3
3
Для понимания того, что их развело, надо вернуться к 1840 году, когда в Италии умер друг юности Белинского Николай Станкевич. Так же как и Иосиф Вьельгорский, он умер молодым. Смерть эта поразила Белинского. Предчувствуя и свою недолгую жизнь, он пишет в том же 1840 году Боткину: «Он живет, скажешь ты, в памяти друзей, в сердцах, в которых он раздувал и поддерживал искры божественной любви. Так, но долго ли проживут эти друзья, долго ли пробьются эти сердца? Увы! ни вера, ни знание, ни жизнь, ни талант, ни гений не бессмертны! Бессмертна одна смерть...» В этом же письме он цитирует «Оду на смерть князя Мещерского»: «Где ж он? — он там. Где там? — Не знаем» и добавляет: «Видишь ли, какая разница между прошлым и настоящим веком? Тогда еще употребляли слова там, туда, обозначая ими какую-то «terram incognitam»... теперь и не верят никакому там и туда... Скучно на этом свете, а другого нет!» Последние слова — буквальная цитата из Гоголя, но цитата лишь наполовину. «Скучно на этом свете, господа», — пишет молодой Гоголь и ставит точку. Белинский продолжает: «а другого нет».

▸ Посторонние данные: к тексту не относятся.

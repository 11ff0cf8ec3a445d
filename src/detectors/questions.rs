use chrono::{DateTime, Utc};
use regex::Regex;

use crate::models::{Moment, MomentMetadata, MomentType};
use crate::text::{estimate_timestamp, split_sentences, truncate_snippet};

const WINDOW_SIZE: usize = 5;
const MIN_QUESTIONS: usize = 3;

/// Scan for clusters of questions
///
/// Slides a 5-sentence window with stride 1; a window with at least 3
/// question sentences emits one moment. Windows are evaluated at every start
/// offset, so overlapping clusters each emit their own moment.
pub fn detect_question_clusters(
    question: &Regex,
    transcript: &str,
    timestamps: &[DateTime<Utc>],
    fallback: DateTime<Utc>,
) -> Vec<Moment> {
    let mut moments = Vec::new();

    let sentences = split_sentences(transcript);
    if sentences.len() < WINDOW_SIZE {
        return moments;
    }

    let mut char_offset = 0usize;

    for start in 0..=sentences.len() - WINDOW_SIZE {
        let window = &sentences[start..start + WINDOW_SIZE];
        let question_count = window.iter().filter(|s| question.is_match(s)).count();

        if question_count >= MIN_QUESTIONS {
            let cluster_text = window[..3].join(" ");
            let timestamp = estimate_timestamp(char_offset, transcript.len(), timestamps, fallback);

            moments.push(Moment {
                moment_type: MomentType::QuestionCluster,
                timestamp,
                importance_score: (0.5 + question_count as f64 / 10.0).min(0.9),
                text_snippet: truncate_snippet(cluster_text.trim()),
                metadata: MomentMetadata::QuestionCluster {
                    question_count,
                    window_size: WINDOW_SIZE,
                    start_index: start,
                },
            });
        }

        char_offset += sentences[start].len() + 1;
    }

    moments
}

#[cfg(test)]
mod tests {
    use super::*;
    use crate::detectors::patterns::PatternLibrary;
    use chrono::TimeZone;

    fn ts(minute: u32) -> DateTime<Utc> {
        Utc.with_ymd_and_hms(2024, 1, 1, 10, minute, 0).unwrap()
    }

    #[test]
    fn test_detects_question_cluster() {
        let lib = PatternLibrary::new();
        let transcript = "What is the plan? How do we proceed? When will this happen? \
                          Who is responsible? Why did this occur?";

        let moments = detect_question_clusters(&lib.question, transcript, &[ts(0)], ts(59));

        assert!(!moments.is_empty());
        for moment in &moments {
            assert_eq!(moment.moment_type, MomentType::QuestionCluster);
            match moment.metadata {
                MomentMetadata::QuestionCluster {
                    question_count,
                    window_size,
                    ..
                } => {
                    assert!(question_count >= 3);
                    assert_eq!(window_size, 5);
                }
                _ => panic!("unexpected metadata"),
            }
        }
    }

    #[test]
    fn test_importance_capped_at_point_nine() {
        let lib = PatternLibrary::new();
        let transcript = "What is it? Why now? How come? Who said so? When exactly?";

        let moments = detect_question_clusters(&lib.question, transcript, &[], ts(0));

        // A fully saturated window would score 1.0 uncapped
        assert!(!moments.is_empty());
        assert_eq!(moments[0].importance_score, 0.9);
    }

    #[test]
    fn test_no_cluster_for_statements() {
        let lib = PatternLibrary::new();
        let transcript = "We met at noon. The agenda was short. Lunch was served. \
                          The demo ran fine. Everyone left early. Nothing else happened.";

        let moments = detect_question_clusters(&lib.question, transcript, &[], ts(0));
        assert!(moments.is_empty());
    }

    #[test]
    fn test_short_transcript_yields_nothing() {
        let lib = PatternLibrary::new();
        let moments =
            detect_question_clusters(&lib.question, "Why? How?", &[], ts(0));
        assert!(moments.is_empty());
    }

    #[test]
    fn test_snippet_uses_first_three_sentences() {
        let lib = PatternLibrary::new();
        let transcript = "What is the plan? How do we proceed? When will this happen? \
                          Who is responsible? Why did this occur?";

        let moments = detect_question_clusters(&lib.question, transcript, &[], ts(0));

        assert!(!moments.is_empty());
        let snippet = &moments[0].text_snippet;
        assert!(snippet.contains("What is the plan"));
        assert!(snippet.contains("When will this happen"));
        assert!(!snippet.contains("Who is responsible"));
    }
}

Это новое мироощущение Белинского, мироощущение, к которому он начинает обращаться после смерти Станкевича. Сходясь с Гоголем в констатации истины, Белинский расходится с ним в выводах. Именно с этого момента начинается отход Белинского от идеализации действительности, от Гегеля, от «Москвы» и вообще от всякого «идеальничанья», как он скажет в 1842 году. Слова «идеальность», «идеал», «идеализм» становятся в его словаре бранными словами. Вот его взгляд на Москву после встречи с Гоголем: «Питер — спасибо ему! — протрезвил меня от московской дури и «пьяных надежд». Москва «преглупый город, стыдно вспомнить, чем я там был. Там все гении и пет людей; все идеалисты и нет к чему-нибудь годных деятелей... Вид Москвы произвел на меня странное действие: ее безобразие измучило меня, а по возвращении в Питер красота его мощно охватила мою душу... Москва гниет в патриархальности, пиитизме и азиатизме, там мысль — грех, а предание — спасение...»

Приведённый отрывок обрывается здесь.